My most recent piece of classroom teaching was an open access course on PHP programming which I taught two or three years ago. For that class I went for a fairly conventional approach, preparing PowerPoint slides covering the material that I plan to teach each week, and putting these along with exercises for the students to carry out onto Moodle, as well as using them to deliver a lesson at the beginning of each classroom session. However, I also had a smart board available in the classroom I was using, and I find that an invaluable piece of technology for teaching programming - more on this at the end of the next paragraph.

I have never been involved teaching an online or distance course, though as an Open University student I have considerable experience of studying on distance courses. I have however taken part in a number of webinars, both as a presenter and an attendee, and for many years have been a regular participant in international specifications working groups which use online meeting systems. This has got me thinking a lot about the best ways to communicate conceptually difficult information to a remote audience. My own experience with the Open University has been that I find it much easier to learn from books than from online material, although I often made use of PDF copies of the book at the same time as using the physical copy to get the advantage of rapid searching. This really leads onto a lot of thoughts about the differing benefits and problems of printed, electronic printed equivalent (i.e. PDF) and web pages as a means of delivering text and pictures, which probably should go into a separate blog post… A couple of other things that I have noticed while studying with the Open University is that for forums to be an effective part of the learning process it is essential that are not either too many or too few people sharing the same forum, and that group work can be very problematic when the participants have very different experience, availability and priorities. Invariably it seems that only a few people manage to fully participate.

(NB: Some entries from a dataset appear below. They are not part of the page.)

use super::GridError;

/// One dimension of a regular grid.
///
/// `bins` counts intervals. A periodic axis stores one point per bin (the point at `max`
/// coincides with the one at `min`); a non-periodic axis stores `bins + 1` points.
#[derive(Debug, Clone, Copy, PartialEq)]
pub struct GridAxis {
    pub min: f64,
    pub max: f64,
    pub bins: usize,
    pub periodic: bool,
}

impl GridAxis {
    pub fn new(min: f64, max: f64, bins: usize, periodic: bool) -> Result<Self, GridError> {
        if !(max > min) || !min.is_finite() || !max.is_finite() {
            return Err(GridError::InvalidBounds { min, max });
        }
        if bins == 0 {
            return Err(GridError::NoBins);
        }
        Ok(Self {
            min,
            max,
            bins,
            periodic,
        })
    }

    pub fn spacing(&self) -> f64 {
        (self.max - self.min) / self.bins as f64
    }

    pub fn points(&self) -> usize {
        if self.periodic {
            self.bins
        } else {
            self.bins + 1
        }
    }

    pub fn coordinate(&self, index: usize) -> f64 {
        self.min + index as f64 * self.spacing()
    }

    /// Index of the neighbouring point above `index`, wrapping on periodic axes.
    pub fn next(&self, index: usize) -> usize {
        if self.periodic {
            (index + 1) % self.bins
        } else {
            (index + 1).min(self.bins)
        }
    }

    /// Finds the cell containing `x`: the lower point index and the fractional offset in `[0, 1]`.
    fn locate(&self, dimension: usize, x: f64) -> Result<(usize, f64), GridError> {
        let dx = self.spacing();
        if self.periodic {
            let period = self.max - self.min;
            let shifted = (x - self.min) / period;
            let wrapped = (shifted - shifted.floor()) * period;
            let cell = ((wrapped / dx).floor() as usize).min(self.bins - 1);
            let fraction = (wrapped - cell as f64 * dx) / dx;
            return Ok((cell, fraction.clamp(0.0, 1.0)));
        }
        let tolerance = 1e-9 * dx;
        if x < self.min - tolerance || x > self.max + tolerance || !x.is_finite() {
            return Err(GridError::OutOfBounds {
                dimension,
                coordinate: x,
                min: self.min,
                max: self.max,
            });
        }
        let offset = (x - self.min).max(0.0);
        let cell = ((offset / dx).floor() as usize).min(self.bins - 1);
        let fraction = (offset - cell as f64 * dx) / dx;
        Ok((cell, fraction.clamp(0.0, 1.0)))
    }
}

/// Cell of a grid that contains a query point.
#[derive(Debug, Clone, PartialEq)]
pub struct CellLocation {
    pub lower: Vec<usize>,
    pub upper: Vec<usize>,
    pub fraction: Vec<f64>,
}

/// Geometry of a D-dimensional regular grid with row-major point storage.
#[derive(Debug, Clone, PartialEq)]
pub struct GridCoordinates {
    axes: Vec<GridAxis>,
}

impl GridCoordinates {
    pub fn new(axes: Vec<GridAxis>) -> Result<Self, GridError> {
        if axes.is_empty() {
            return Err(GridError::NoDimensions);
        }
        Ok(Self { axes })
    }

    pub fn dimension(&self) -> usize {
        self.axes.len()
    }

    pub fn axes(&self) -> &[GridAxis] {
        &self.axes
    }

    pub fn axis(&self, dimension: usize) -> &GridAxis {
        &self.axes[dimension]
    }

    pub fn points_per_dimension(&self) -> Vec<usize> {
        self.axes.iter().map(GridAxis::points).collect()
    }

    pub fn point_count(&self) -> usize {
        self.axes.iter().map(GridAxis::points).product()
    }

    pub fn spacing(&self) -> Vec<f64> {
        self.axes.iter().map(GridAxis::spacing).collect()
    }

    pub fn flat_index(&self, indices: &[usize]) -> usize {
        indices
            .iter()
            .zip(&self.axes)
            .fold(0, |flat, (&i, axis)| flat * axis.points() + i)
    }

    pub fn indices(&self, mut flat: usize) -> Vec<usize> {
        let mut indices = vec![0; self.axes.len()];
        for (slot, axis) in indices.iter_mut().zip(&self.axes).rev() {
            let n = axis.points();
            *slot = flat % n;
            flat /= n;
        }
        indices
    }

    pub fn point(&self, indices: &[usize]) -> Vec<f64> {
        indices
            .iter()
            .zip(&self.axes)
            .map(|(&i, axis)| axis.coordinate(i))
            .collect()
    }

    pub fn point_of(&self, flat: usize) -> Vec<f64> {
        self.point(&self.indices(flat))
    }

    /// Locates the cell containing `x`. Periodic coordinates wrap; non-periodic
    /// coordinates outside the bounds are an error.
    pub fn locate(&self, x: &[f64]) -> Result<CellLocation, GridError> {
        if x.len() != self.axes.len() {
            return Err(GridError::DimensionMismatch {
                expected: self.axes.len(),
                found: x.len(),
            });
        }
        let mut lower = Vec::with_capacity(x.len());
        let mut upper = Vec::with_capacity(x.len());
        let mut fraction = Vec::with_capacity(x.len());
        for (dimension, (axis, &coordinate)) in self.axes.iter().zip(x).enumerate() {
            let (cell, t) = axis.locate(dimension, coordinate)?;
            lower.push(cell);
            upper.push(axis.next(cell));
            fraction.push(t);
        }
        Ok(CellLocation {
            lower,
            upper,
            fraction,
        })
    }

    /// Whether two grids share the same geometry up to a relative tolerance.
    pub fn same_geometry(&self, other: &GridCoordinates) -> bool {
        self.axes.len() == other.axes.len()
            && self.axes.iter().zip(&other.axes).all(|(a, b)| {
                a.bins == b.bins
                    && a.periodic == b.periodic
                    && (a.min - b.min).abs() <= 1e-12 * (1.0 + a.min.abs())
                    && (a.max - b.max).abs() <= 1e-12 * (1.0 + a.max.abs())
            })
    }
}

#[cfg(test)]
mod tests {
    use super::*;

    fn grid_2d() -> GridCoordinates {
        GridCoordinates::new(vec![
            GridAxis::new(0.0, 1.0, 4, false).unwrap(),
            GridAxis::new(-std::f64::consts::PI, std::f64::consts::PI, 6, true).unwrap(),
        ])
        .unwrap()
    }

    #[test]
    fn point_counts_follow_periodicity() {
        let grid = grid_2d();
        assert_eq!(grid.points_per_dimension(), vec![5, 6]);
        assert_eq!(grid.point_count(), 30);
        assert!((grid.axis(0).spacing() - 0.25).abs() < 1e-12);
    }

    #[test]
    fn flat_index_and_indices_are_inverse() {
        let grid = grid_2d();
        assert_eq!(grid.flat_index(&[2, 3]), 15);
        assert_eq!(grid.indices(15), vec![2, 3]);
        assert_eq!(grid.indices(29), vec![4, 5]);
    }

    #[test]
    fn locate_wraps_periodic_coordinates() {
        let grid = grid_2d();
        let location = grid.locate(&[0.3, 0.1]).unwrap();
        assert_eq!(location.lower, vec![1, 3]);
        let wrapped = grid.locate(&[0.3, std::f64::consts::PI + 0.1]).unwrap();
        assert_eq!(wrapped.lower, vec![1, 0]);
        assert!((location.fraction[0] - 0.2).abs() < 1e-12);
        let location = grid.locate(&[0.3, std::f64::consts::PI - 0.1]).unwrap();
        assert_eq!(location.lower[1], 5);
        assert_eq!(location.upper[1], 0);
    }

    #[test]
    fn locate_rejects_non_periodic_out_of_bounds() {
        let grid = grid_2d();
        assert!(matches!(
            grid.locate(&[1.2, 0.0]),
            Err(GridError::OutOfBounds { dimension: 0, .. })
        ));
        assert!(grid.locate(&[1.0, 0.0]).is_ok());
    }

    #[test]
    fn upper_bound_of_non_periodic_axis_lands_in_last_cell() {
        let grid = grid_2d();
        let location = grid.locate(&[1.0, 0.0]).unwrap();
        assert_eq!(location.lower[0], 3);
        assert_eq!(location.upper[0], 4);
        assert!((location.fraction[0] - 1.0).abs() < 1e-12);
    }

    #[test]
    fn invalid_axes_are_rejected() {
        assert!(matches!(GridAxis::new(1.0, 0.0, 3, false), Err(GridError::InvalidBounds { .. })));
        assert!(matches!(GridAxis::new(0.0, 1.0, 0, false), Err(GridError::NoBins)));
        assert!(matches!(GridCoordinates::new(Vec::new()), Err(GridError::NoDimensions)));
    }
}
use crate::core::structure::reference::{ReferenceStructure, ResidueSelection, StructureError};
use crate::engine::action::{ActionKernel, ActionParts, CalcIo};
use crate::engine::error::EngineError;
use crate::engine::keywords::{Keywords, ParsedKeywords};
use crate::engine::registry::BuildContext;
use std::sync::Arc;
use tracing::info;

/// Makes a reference structure available to later actions.
///
/// Nothing is computed per step; consumers look the latest `MOLINFO` up while they are
/// being constructed.
#[derive(Debug)]
pub struct MolinfoKernel {
    structure: Arc<ReferenceStructure>,
    whole: bool,
}

impl MolinfoKernel {
    pub fn structure(&self) -> &ReferenceStructure {
        &self.structure
    }

    /// Whether the reference holds whole molecules, so that its spanning tree can guide
    /// reconstruction.
    pub fn is_whole(&self) -> bool {
        self.whole
    }

    pub fn backbone(
        &self,
        moltype: &str,
        selection: &ResidueSelection,
    ) -> Result<Vec<Vec<usize>>, StructureError> {
        self.structure.backbone(moltype, selection)
    }
}

impl ActionKernel for MolinfoKernel {
    fn calculate(&mut self, _io: &mut CalcIo<'_>) -> Result<(), EngineError> {
        Ok(())
    }

    fn carries_forces(&self) -> bool {
        false
    }
}

pub fn keywords() -> Keywords {
    Keywords::new("MOLINFO", "Provide information on the molecules in the system")
        .compulsory("STRUCTURE", "the name of a reference structure supplied by the driver")
        .flag("WHOLE", "the reference structure is whole, i.e. not broken by PBC")
}

pub fn build(ctx: &BuildContext<'_>, kw: &ParsedKeywords) -> Result<ActionParts, EngineError> {
    let name = kw.required_text("STRUCTURE")?;
    let structure = ctx.structure(&name)?;
    if structure.len() != ctx.natoms() {
        return Err(EngineError::configuration(
            ctx.label(),
            format!(
                "reference structure '{name}' has {} atoms but the system has {}",
                structure.len(),
                ctx.natoms()
            ),
        ));
    }
    let whole = kw.flag("WHOLE");
    info!(label = ctx.label(), structure = %name, whole, "Reference structure bound");
    Ok(ActionParts::new(MolinfoKernel { structure, whole }))
}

I've also been thinking recently about how I would set about converting my introductory PHP programming course into a self-paced online learning resource. As I just mentioned, I found the smart board invaluable when teaching a class about programming, as I could highlight sections of source code as I talked about them. Now my immediate question (though not my "big question") is how I can efficiently get this facility for online teaching. It seems quite obvious to me that a slick piece of software for creating an effective real-time presentation in a video sized screen area is essential for creating good online lessons, but so far I've not come across anything that really does this well. (I'll be blogging more about this very soon, though probably not in a post with a #ocTEL tag.)

So, my "Big Question(s)"?

It's quite easy to think of questions about learning technology, and particularly about current ideas like open educational resources and MOOCs, a few that I've thought of are:
  • Should we be differentiating between "Technology Supported Learning" and "Technology Enhanced Learning", where the technology actually add something to the learning experience which could not be achieved in a different manner?
  • How do we ensure that our technology is actually enhancing learning, rather than just making us feel good, or providing work for learning technologists?
  • When we do see an apparent improvement in learning as a result of the addition of learning technology to a course, how do we know that it is not just a form of "Hawthorne effect" that we are seeing.
  • Wherever we actually going with online resources like MOOCs? Can they actually ever be as useful as online knowledge sharing resources such as CodeProject.com, or are they just the academic equivalent of the venture capital funded web business disasters of the early 2000s?
  • How are we going to get the cost of creating provably useful electronic teaching resources (such as simulations) down, and how are we going to make sure that generic low-cost resources are genuinely useful in all the courses where they are used?

However, because I'm a geek and use technology for everything, my one big question:
  • How do we decide what is ordinary learning and what is technology enhanced learning?